Separately, the intelligence service authorized a public discussion of something defense attorneys had known for years: Under a secret deal, the CIA requisitioned nine FBI agents and temporarily made them agents of the FBI. agency to interrogate prisoners in a network of black sites where the CIA used torture. in his interrogations. The deal is still kept secret, but intelligence agencies revealed its existence last month.
But the new courtroom reflects a trend toward what at times seems like special transparency to choose from.
For example, for 17 years, the military routinely took visiting journalists to detention centers where most captives are held, but demanded that they remove photographs showing cameras, doors and other security procedures. security. Then the military embarked on a consolidation that moved Mr. Mohammed and other CIA detainees from a secret site to the maximum security part of these once showcase facilities – and declared the entire detention area closed. to journalists.
Their empty prison, formerly controlled by the CIA, is also off limits to journalists. Defense lawyers seeking a conservation order at the site describe it as a rapidly deteriorating facility that was clearly unsuitable for prisoners and their guards. A military lawyer who visited recently described dead tarantula carcasses in empty cell blocks.
In 2019, a Navy judge, prosecutors and defense attorneys discussing a new wheelchair-accessible triple-width detention cell in court used the phrase ‘jumbo cell’ – derived from an article in the Miami Herald – 30 times in a single hearing.
Security officials later advised that the cell’s nickname, essentially a description of a security measure, could no longer be used in open court. The ban continues, although the military showed reporters the new giant cell ahead of a hearing on the 20th anniversary of the September 11 attacks.
“This is an ad hoc classification system,” said James P. Anderson, the security specialist assigned to Abd al-Hadi al-Iraqi’s defense team, who spent nights in the cell of the judicial complex. “Things that weren’t categorized before become categorized just because the person looking at them is uncomfortable with their use. It defies all reasonable logic.

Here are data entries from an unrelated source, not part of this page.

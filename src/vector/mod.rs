//! Vector document parsing, tessellation, and tick-context mesh hand-off.

/// Single-slot hand-off to the host's per-tick context.
pub mod mailbox;
pub(crate) mod parse;
/// The geometry compile stage.
pub mod stage;
/// Outline fill tessellation.
pub mod tessellate;

pub use mailbox::{GlyphFactory, MeshFactory, TickMailbox};
pub use stage::GeometryStage;
pub use tessellate::TessellatedGlyph;
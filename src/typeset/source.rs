use crate::pipeline::request::RenderRequest;
use std::fmt::Write as _;

/// Marker prefixing error lines in the typesetting tool's log.
const LOG_ERROR_MARKER: char = '!';

/// Synthesize the complete source document for one request.
///
/// Layout: header lines verbatim and in order, then the document wrapper
/// with a forced neutral foreground color so callers can recolor the
/// resulting geometry afterward, then the expression body.
pub fn synthesize_source(request: &RenderRequest) -> String {
    let mut out = String::new();
    for line in request.headers() {
        out.push_str(line);
        out.push('\n');
    }
    let _ = write!(
        out,
        "\\begin{{document}}\n\\color{{white}}\n{}\n\\end{{document}}\n",
        request.source()
    );
    out
}

/// Extract a concise diagnostic from the typesetting tool's log.
///
/// Returns the `!`-prefixed error lines joined by newlines, or `None` when
/// the log carries no recognizable errors (callers fall back to raw stderr).
pub fn parse_typeset_log(log: &str) -> Option<String> {
    let lines: Vec<&str> = log
        .lines()
        .filter(|l| l.starts_with(LOG_ERROR_MARKER))
        .map(str::trim_end)
        .collect();
    if lines.is_empty() {
        return None;
    }
    Some(lines.join("\n"))
}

On the evening of October 28, an anonymous government official told the judge that a paragraph should be censored from a statement a prisoner was about to read to a military jury about his CIA torture.
The judge considered the request and refused, noting that the statement was unclassified.
In it, prisoner Majid Khan quoted Jose Rodriguez, the former CIA counterterrorism director, as saying in a newspaper article that “mistakes were made” in the operation of a prison in the United States. Particularly macabre CIA known as the Salt Pit. Mr. Khan was tortured there in 2003.
In November, US Marines escorted journalists and others to the legendary Northeast Gate, a gateway to Cuban-controlled territory.
For this visit, tourists were told that they could take selfies at the often photographed doorway, but were prohibited from viewing or posting them.
To reach the gate, motorists pass the remains of Camp X-ray, Guantanamo’s first wartime detention site, now a weed and rodent-infested maze of cells made of chain-link fences. The military officials have a time banned reporters from filming there, citing unspecified security reasons. A senior official intervened. From now on, journalists who meet at the base on January 11 can take photos there – 20 years to the day since the arrival of the first prisoners of the X-ray camp.